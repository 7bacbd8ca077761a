//! Local note and tag cache over a backend.
//!
//! # Responsibility
//! - Cache notes and the tag registry fetched from the backend.
//! - Drive every backend mutation and fold its side effects back into the
//!   cache in one step.
//! - Track which queries have already been hydrated from the backend.
//!
//! # Invariants
//! - The cache never holds two notes with the same id; merges replace in
//!   place and otherwise append, preserving insertion order.
//! - A query is marked loaded only after its fetch succeeded.
//! - Backend failures leave the cache untouched.
//!
//! # See also
//! - [`crate::backend`] for the trait this layer drives.
//! - [`crate::query`] for resolution over the cached notes.

use crate::backend::{BackendError, NoteBackend, TagTreePatch};
use crate::model::note::{Note, NoteId};
use crate::model::tag::{Tag, TagCategory};
use crate::parser;
use chrono::NaiveDate;
use std::collections::{BTreeMap, BTreeSet};
use std::fmt::{Display, Formatter};

pub type StoreResult<T> = Result<T, StoreError>;

/// Errors surfaced by the caching layer.
#[derive(Debug, Clone, PartialEq, Eq)]
pub enum StoreError {
    Backend(BackendError),
    NoteNotFound(NoteId),
}

impl Display for StoreError {
    fn fmt(&self, f: &mut Formatter<'_>) -> std::fmt::Result {
        match self {
            StoreError::Backend(inner) => write!(f, "backend error: {inner}"),
            StoreError::NoteNotFound(id) => write!(f, "note not in cache: {id}"),
        }
    }
}

impl std::error::Error for StoreError {
    fn source(&self) -> Option<&(dyn std::error::Error + 'static)> {
        match self {
            StoreError::Backend(inner) => Some(inner),
            StoreError::NoteNotFound(_) => None,
        }
    }
}

impl From<BackendError> for StoreError {
    fn from(error: BackendError) -> Self {
        match error {
            BackendError::NoteNotFound(id) => StoreError::NoteNotFound(id),
            other => StoreError::Backend(other),
        }
    }
}

/// Cached view of the backend's notes and tags.
pub struct NoteStore<B: NoteBackend> {
    backend: B,
    notes: Vec<Note>,
    tags: Vec<Tag>,
    loaded_queries: BTreeSet<String>,
}

impl<B: NoteBackend> NoteStore<B> {
    pub fn new(backend: B) -> Self {
        Self {
            backend,
            notes: Vec::new(),
            tags: Vec::new(),
            loaded_queries: BTreeSet::new(),
        }
    }

    pub fn backend(&self) -> &B {
        &self.backend
    }

    pub fn backend_mut(&mut self) -> &mut B {
        &mut self.backend
    }

    pub fn notes(&self) -> &[Note] {
        &self.notes
    }

    pub fn tags(&self) -> &[Tag] {
        &self.tags
    }

    pub fn get(&self, id: NoteId) -> Option<&Note> {
        self.notes.iter().find(|note| note.id == id)
    }

    /// Initial hydration: tag registry plus all task notes.
    pub fn load(&mut self) -> StoreResult<()> {
        let tags = self.backend.list_tags()?;
        let tasks = self.backend.list_tasks()?;
        self.tags = tags;
        self.merge_notes(tasks);
        Ok(())
    }

    /// Folds fetched notes into the cache, replacing by id.
    fn merge_notes(&mut self, fetched: Vec<Note>) {
        for note in fetched {
            match self.notes.iter_mut().find(|cached| cached.id == note.id) {
                Some(cached) => *cached = note,
                None => self.notes.push(note),
            }
        }
    }

    /// Hydrates one query's notes from the backend, once.
    ///
    /// Fulltext queries resolve purely against the cache and never hit the
    /// backend.
    pub fn ensure_query_loaded(&mut self, query: &str) -> StoreResult<()> {
        let category = parser::classify(query);
        if category == TagCategory::Fulltext {
            return Ok(());
        }
        if self.loaded_queries.contains(query) {
            return Ok(());
        }
        let fetched = self
            .backend
            .notes_by_query(category, parser::bare_name(query))?;
        self.merge_notes(fetched);
        self.loaded_queries.insert(query.to_string());
        Ok(())
    }

    pub fn create(&mut self, text: &str, date: NaiveDate) -> StoreResult<Note> {
        let patch = self.backend.create_note(text, date)?;
        self.tags.extend(patch.new_tags);
        self.merge_notes(vec![patch.note.clone()]);
        Ok(patch.note)
    }

    pub fn edit(&mut self, id: NoteId, text: &str, date: Option<NaiveDate>) -> StoreResult<Note> {
        let patch = self.backend.patch_note(id, text, date)?;
        self.tags.extend(patch.new_tags);
        self.tags
            .retain(|tag| !patch.removed_tags.contains(&tag.name));
        self.merge_notes(vec![patch.note.clone()]);
        Ok(patch.note)
    }

    /// Deletes a note and returns the tag names the backend garbage-collected.
    pub fn delete(&mut self, id: NoteId) -> StoreResult<Vec<String>> {
        let deleted = self.backend.delete_note(id)?;
        self.notes.retain(|note| note.id != id);
        self.tags
            .retain(|tag| !deleted.removed_tags.contains(&tag.name));
        Ok(deleted.removed_tags)
    }

    /// Cached task notes, in cache order.
    pub fn tasks(&self) -> Vec<&Note> {
        self.notes.iter().filter(|note| note.is_task()).collect()
    }

    /// Refetches the tag registry, replacing the cached snapshot.
    pub fn reload_tags(&mut self) -> StoreResult<()> {
        self.tags = self.backend.list_tags()?;
        Ok(())
    }

    /// Applies a structural tag patch and mirrors its ripple effects locally.
    pub fn update_tag_tree(&mut self, name: &str, patch: &TagTreePatch) -> StoreResult<Tag> {
        let category = parser::classify(name);
        let bare = parser::bare_name(name).to_string();
        let updated = self.backend.patch_tag_tree(category, &bare, patch)?;

        if updated.name != name {
            for note in &mut self.notes {
                if note.has_tag(name) {
                    note.text = parser::replace_token(&note.text, name, &updated.name);
                    for tag in &mut note.tags {
                        if tag == name {
                            *tag = updated.name.clone();
                        }
                    }
                }
            }
        }
        self.reload_tags()?;
        Ok(updated)
    }

    /// Cached note counts per day of one month, zero-filled for empty days.
    pub fn note_counts_for_month(&self, year: i32, month: u32) -> BTreeMap<NaiveDate, usize> {
        (1..=31)
            .filter_map(|day| NaiveDate::from_ymd_opt(year, month, day))
            .map(|date| {
                let count = self.notes.iter().filter(|note| note.date == date).count();
                (date, count)
            })
            .collect()
    }
}

#[cfg(test)]
mod tests {
    use super::{NoteStore, StoreError};
    use crate::backend::{BackendError, MemoryBackend, NoteBackend};
    use chrono::NaiveDate;
    use uuid::Uuid;

    fn day(d: u32) -> NaiveDate {
        NaiveDate::from_ymd_opt(2024, 3, d).unwrap()
    }

    fn store() -> NoteStore<MemoryBackend> {
        let mut backend = MemoryBackend::new();
        backend.set_today(day(10));
        backend.signin("admin", "admin123").unwrap();
        NoteStore::new(backend)
    }

    #[test]
    fn create_mirrors_note_and_new_tags() {
        let mut store = store();
        let note = store.create("plan #trip", day(1)).unwrap();
        assert_eq!(store.notes().len(), 1);
        assert_eq!(store.tags().len(), 1);
        assert_eq!(store.get(note.id).map(|n| n.text.as_str()), Some("plan #trip"));
    }

    #[test]
    fn merge_replaces_in_place_keeping_order() {
        let mut store = store();
        let first = store.create("first #a", day(1)).unwrap();
        store.create("second #b", day(1)).unwrap();
        store.edit(first.id, "first edited #a", None).unwrap();
        assert_eq!(store.notes()[0].text, "first edited #a");
        assert_eq!(store.notes().len(), 2);
    }

    #[test]
    fn fulltext_query_never_hits_the_backend() {
        let mut store = store();
        store.backend().fail_next(BackendError::Transport("down".to_string()));
        assert!(store.ensure_query_loaded("milk").is_ok());
    }

    #[test]
    fn failed_hydration_is_retried_next_time() {
        let mut store = store();
        store.create("note #proj", day(1)).unwrap();
        store.backend().fail_next(BackendError::Transport("down".to_string()));
        assert!(store.ensure_query_loaded("#proj").is_err());
        assert!(store.ensure_query_loaded("#proj").is_ok());
    }

    #[test]
    fn missing_note_maps_to_store_error() {
        let mut store = store();
        let missing = Uuid::new_v4();
        assert_eq!(
            store.edit(missing, "text", None),
            Err(StoreError::NoteNotFound(missing))
        );
    }

    #[test]
    fn month_counts_are_zero_filled() {
        let mut store = store();
        store.create("a", day(5)).unwrap();
        store.create("b", day(5)).unwrap();
        let counts = store.note_counts_for_month(2024, 3);
        assert_eq!(counts.len(), 31);
        assert_eq!(counts.get(&day(5)), Some(&2));
        assert_eq!(counts.get(&day(6)), Some(&0));
    }
}
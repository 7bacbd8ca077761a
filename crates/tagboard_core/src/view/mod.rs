//! Query views and editor debouncing.
//!
//! # Responsibility
//! - Track the ordered set of open query views and which one is active.
//! - Debounce editor keystrokes before they spawn views.
//!
//! # See also
//! - [`registry`] for open/activate/close/maximize semantics.
//! - [`debounce`] for the typing window.

pub mod debounce;
pub mod registry;

pub use debounce::{TypingDebounce, DEFAULT_DEBOUNCE_MS};
pub use registry::{CloseOutcome, OpenOutcome, View, ViewRegistry};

• Aim of the task
Your output should be the listing's lines, exact and complete, from its first line to the line that contains "#[derive(Debug, Clone, PartialEq, Eq)]", inclusive.

• Response to this exercise
repository 7bacbd8ca077761a
//! Local note and tag cache over a backend.
//!
//! # Responsibility
//! - Cache notes and the tag registry fetched from the backend.
//! - Drive every backend mutation and fold its side effects back into the
//!   cache in one step.
//! - Track which queries have already been hydrated from the backend.
//!
//! # Invariants
//! - The cache never holds two notes with the same id; merges replace in
//!   place and otherwise append, preserving insertion order.
//! - A query is marked loaded only after its fetch succeeded.
//! - Backend failures leave the cache untouched.
//!
//! # See also
//! - [`crate::backend`] for the trait this layer drives.
//! - [`crate::query`] for resolution over the cached notes.

use crate::backend::{BackendError, NoteBackend, TagTreePatch};
use crate::model::note::{Note, NoteId};
use crate::model::tag::{Tag, TagCategory};
use crate::parser;
use chrono::NaiveDate;
use std::collections::{BTreeMap, BTreeSet};
use std::fmt::{Display, Formatter};

pub type StoreResult<T> = Result<T, StoreError>;

/// Errors surfaced by the caching layer.
#[derive(Debug, Clone, PartialEq, Eq)]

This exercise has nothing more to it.